(Dataset items)
■ ■ ■ ■ ■ ■ ■
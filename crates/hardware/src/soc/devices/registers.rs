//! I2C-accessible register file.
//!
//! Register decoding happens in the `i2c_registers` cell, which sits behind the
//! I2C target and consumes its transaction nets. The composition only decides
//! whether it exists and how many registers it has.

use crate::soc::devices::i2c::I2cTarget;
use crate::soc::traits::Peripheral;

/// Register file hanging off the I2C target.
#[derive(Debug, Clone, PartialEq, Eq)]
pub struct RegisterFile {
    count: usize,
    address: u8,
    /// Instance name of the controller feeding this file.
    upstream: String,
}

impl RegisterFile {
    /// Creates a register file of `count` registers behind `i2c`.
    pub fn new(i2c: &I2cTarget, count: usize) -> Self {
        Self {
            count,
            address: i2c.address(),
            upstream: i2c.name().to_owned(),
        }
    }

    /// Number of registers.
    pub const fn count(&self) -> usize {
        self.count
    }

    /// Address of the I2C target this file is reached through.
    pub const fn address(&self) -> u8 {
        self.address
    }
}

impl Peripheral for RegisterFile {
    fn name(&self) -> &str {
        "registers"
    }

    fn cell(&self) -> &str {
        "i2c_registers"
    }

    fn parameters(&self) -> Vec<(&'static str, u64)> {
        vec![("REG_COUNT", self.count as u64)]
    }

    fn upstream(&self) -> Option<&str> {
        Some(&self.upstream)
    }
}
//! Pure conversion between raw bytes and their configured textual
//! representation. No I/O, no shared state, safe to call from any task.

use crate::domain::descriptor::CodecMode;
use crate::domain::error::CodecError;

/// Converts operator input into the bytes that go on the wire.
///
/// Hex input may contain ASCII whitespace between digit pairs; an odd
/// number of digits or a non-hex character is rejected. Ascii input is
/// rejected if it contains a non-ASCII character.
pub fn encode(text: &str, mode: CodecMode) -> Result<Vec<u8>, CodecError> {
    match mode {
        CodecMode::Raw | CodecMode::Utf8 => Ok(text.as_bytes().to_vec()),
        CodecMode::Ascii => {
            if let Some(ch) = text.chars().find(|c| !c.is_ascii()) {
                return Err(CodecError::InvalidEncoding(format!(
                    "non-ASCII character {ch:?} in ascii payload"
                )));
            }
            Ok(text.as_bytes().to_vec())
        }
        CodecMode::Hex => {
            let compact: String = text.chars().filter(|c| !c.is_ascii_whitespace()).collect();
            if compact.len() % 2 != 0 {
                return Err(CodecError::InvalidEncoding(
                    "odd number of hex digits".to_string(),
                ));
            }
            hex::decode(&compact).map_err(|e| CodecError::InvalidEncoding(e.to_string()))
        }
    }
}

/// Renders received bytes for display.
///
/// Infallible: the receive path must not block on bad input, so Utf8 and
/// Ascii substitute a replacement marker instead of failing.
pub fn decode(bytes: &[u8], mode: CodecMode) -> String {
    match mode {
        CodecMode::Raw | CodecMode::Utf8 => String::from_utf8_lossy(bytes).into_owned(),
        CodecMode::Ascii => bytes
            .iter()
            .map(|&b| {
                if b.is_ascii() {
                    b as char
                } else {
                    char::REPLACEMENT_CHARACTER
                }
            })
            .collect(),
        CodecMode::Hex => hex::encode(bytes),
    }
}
■ ■ ■ ■ ■ ■ ■
In the records, how many lines include the string "input"? The answer is that number alone.

## Reply to the task
4